Sehr oft werden herrschende patriarchalische Vorstellungen in den Islam hineinprojiziert und mit einzelnen, aus dem Zusammenhang gerissenen Textzitaten des Korans begründet.

In manchen Familien haben die Jungen mehr Freiheiten und Rechte auf Ausgehen und Freundschaften als ihre Schwestern. Das kann man aus dem Koran argumentieren. 4:34 legt die Verantwortung für die Frau in die Hände des Mannes. Das ist kein Missbrauch des Korans, sondern schlicht ein unreifer Umgang mit ihm, der im siebten Jahrhundert stehen geblieben ist.

Wenn heute eine zeitgemäße Lesart des Korans ihn im Sinne einer Gleichberechtigung der Geschlechter auslegt, dann projiziert sie nicht einfach das gesellschaftlich Erwünschte in den Koran hinein, sondern orientiert sich an erster Stelle an der Aussage des Korans selbst, wonach Mann und Frau vor Gott gleichgestellt sind (z.B.: 9:72 und 33:35). Denn wenn sie vor Gott gleichgestellt sind, dann auch vor der Gesellschaft.

Es liegt also nicht am Koran, sondern an seiner Auslegung. Und hierfür sind wir, die Menschen, die Gläubigen verantwortlich.

Aber ist das bei uns im Christentum anders?

Erinnern Sie sich noch an Kristina Schröder? War einst Familienministerin. Nun tritt sie in Talkshows auf und tritt für die Frauenrechte im Islam ein. Gut so. Dann aber lese ich folgendes:

Kristina Schröder ist Mitgliedschaft in der Selbständigen Evangelisch-Lutherischen Kirche (SELK), einer rechten, antifeministischen, evangelikalen Vereinigung.
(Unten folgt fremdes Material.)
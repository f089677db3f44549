//! Daemon configuration.
//!
//! Configuration is loaded from `~/.config/uinveil/config.toml` unless
//! `UINVEIL_CONFIG` names another file.
//!
//! ## Example Configuration
//!
//! ```toml
//! port = 3000
//!
//! [site]
//! aes_key = "123456789"
//! aes_iv = "987654321"
//! xor_key = [207, 186, 141, 1]
//!
//! [proxy]
//! base_url = "https://thirdqq.qlogo.cn/headimg_dl"
//! default_search = "spec=640&img_type=jpg"
//!
//! [[license]]
//! id = "test"
//! key = "a9a6446b"
//! secret = "secret_to_sign"
//! extra_param_policy = "allow"
//! sign_policy = "important"
//!
//! [[authentication]]
//! token = "change-me"
//! permissions = { allow_license = ["test"] }
//!
//! [upstream]
//! connect_timeout_secs = 10
//! timeout_secs = 30
//! ```

use std::collections::HashSet;
use std::fs;
use std::path::{Path, PathBuf};

use secrecy::ExposeSecret;
use serde::Deserialize;
use uinveil::CipherKeys;
use uinveil_common::{Authentication, License, ProxyConfig, SiteConfig};

use crate::error::{DaemonError, Result};
use crate::paths;

/// Daemon configuration loaded from TOML.
#[derive(Debug, Clone, Deserialize)]
pub struct DaemonConfig {
    /// Listening port (default: 3000)
    #[serde(default = "default_port")]
    pub port: u16,

    /// Public parameter names and key material
    pub site: SiteConfig,

    /// Upstream provider
    #[serde(default)]
    pub proxy: ProxyConfig,

    /// Licenses allowed to mint signed URLs
    #[serde(default)]
    pub license: Vec<License>,

    /// Bearer tokens for the signing endpoints
    #[serde(default)]
    pub authentication: Vec<Authentication>,

    /// Outbound HTTP client settings
    #[serde(default)]
    pub upstream: UpstreamSettings,
}

/// Outbound HTTP client settings.
#[derive(Debug, Clone, Deserialize)]
pub struct UpstreamSettings {
    /// Connection timeout in seconds (default: 10)
    #[serde(default = "default_connect_timeout")]
    pub connect_timeout_secs: u64,

    /// Whole-request timeout in seconds (default: 30)
    #[serde(default = "default_timeout")]
    pub timeout_secs: u64,
}

impl Default for UpstreamSettings {
    fn default() -> Self {
        Self {
            connect_timeout_secs: default_connect_timeout(),
            timeout_secs: default_timeout(),
        }
    }
}

const fn default_port() -> u16 {
    3000
}

const fn default_connect_timeout() -> u64 {
    10
}

const fn default_timeout() -> u64 {
    30
}

impl DaemonConfig {
    /// Loads configuration from the default location.
    ///
    /// Reads the file named by `UINVEIL_CONFIG`, or
    /// `~/.config/uinveil/config.toml`.
    ///
    /// # Errors
    ///
    /// See [`DaemonConfig::load_from`].
    pub fn load() -> Result<Self> {
        Self::load_from(&Self::config_path()?)
    }

    /// Loads and validates configuration from `path`.
    ///
    /// # Errors
    ///
    /// Returns an error if:
    /// - The file doesn't exist or cannot be read
    /// - Deserialization fails
    /// - Validation fails
    pub fn load_from(path: &Path) -> Result<Self> {
        if !path.exists() {
            return Err(DaemonError::Config(format!(
                "Configuration file not found: {}",
                path.display()
            )));
        }

        let contents = fs::read_to_string(path)
            .map_err(|e| DaemonError::Config(format!("Failed to read config file: {e}")))?;

        Self::from_toml(&contents)
    }

    /// Parses and validates configuration from a TOML string.
    ///
    /// # Errors
    ///
    /// Returns an error if deserialization or validation fails.
    pub fn from_toml(contents: &str) -> Result<Self> {
        let config: Self = toml::from_str(contents)?;
        config.validate()?;
        Ok(config)
    }

    /// Returns the configuration file path.
    ///
    /// # Errors
    ///
    /// Returns an error if `UINVEIL_CONFIG` is unset and the config directory
    /// cannot be determined.
    pub fn config_path() -> Result<PathBuf> {
        if let Some(path) = paths::config_override() {
            return Ok(path);
        }

        let config_dir = paths::config_dir()
            .ok_or_else(|| DaemonError::Config("Failed to determine config directory".to_string()))?
            .join("uinveil");

        Ok(config_dir.join("config.toml"))
    }

    /// Validates the configuration.
    ///
    /// # Errors
    ///
    /// Returns an error if:
    /// - The AES key or IV is 16 bytes or longer, or the XOR key is empty
    /// - `proxy.base_url` is not a valid URL
    /// - Two licenses share an id or two authentications share a token
    /// - A token allows a license that isn't configured
    pub fn validate(&self) -> Result<()> {
        CipherKeys::from_site(&self.site).map_err(|e| DaemonError::Config(e.to_string()))?;

        url::Url::parse(&self.proxy.base_url).map_err(|e| {
            DaemonError::Config(format!("Invalid proxy.base_url '{}': {e}", self.proxy.base_url))
        })?;

        let mut ids = HashSet::new();
        for license in &self.license {
            if !ids.insert(license.id.as_str()) {
                return Err(DaemonError::Config(format!(
                    "Duplicate license id '{}'",
                    license.id
                )));
            }
        }

        let mut tokens = HashSet::new();
        for auth in &self.authentication {
            if !tokens.insert(auth.token.expose_secret()) {
                return Err(DaemonError::Config(
                    "Duplicate authentication token".to_string(),
                ));
            }

            if let Some(unknown) = auth
                .permissions
                .allow_license
                .iter()
                .find(|id| !ids.contains(id.as_str()))
            {
                return Err(DaemonError::Config(format!(
                    "Authentication allows unknown license '{unknown}'"
                )));
            }
        }

        Ok(())
    }

    /// Gets a license by id.
    #[must_use]
    pub fn get_license(&self, id: &str) -> Option<&License> {
        self.license.iter().find(|l| l.id == id)
    }
}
Das Verbot, Frauen das Pfarramt führen zu lassen, wird damit begründet, dass man „zeitgenössische Wandlungen“ wie die Gleichberechtigung von Mann und Frau ignorieren müsse, da im neuen Testament die Kirche den Männern zugeordnet werde. Die SELK fordert mit Paulus im Brief an die Korinther, dass Frauen zu schweigen und sich unterzuordnen haben. Und wer was lernen will, soll zuhause den Gatten fragen.: „Ein Weib lerne in der Stille mit aller Untertänigkeit. Einem Weibe aber gestatte ich nicht, dass sie lehre, auch nicht, dass sie des Mannes Herr sei, sondern stille sei.“

Manchmal verliere ich den Glauben an die Welt und an unseren Staat. Da hat Frau Schröder (mit diesem Glaubens-Hintergrund) die Islamkonferenz mit verantwortet, mit dem Ziel: Dialog mit den Muslimen. Die SELK verkündet hierzu: „Die christliche Liebe respektiert die Religion des muslimischen Nachbarn oder Arbeitskollegen als einen Teil seiner Identität. Der christliche Glaube aber sieht im Islam seinen Konkurrenten und Herausforderer, mit dem keine Kompromisse möglich sind.“ Wie kann so jemand, einen Dialog mit dem Islam moderieren? Ja, wie kann so jemand den Fundamentalismus des Islam, die Vorherrschaft der Männer bekämpfen?

Irgendwie finde ich, ist es zum Heulen.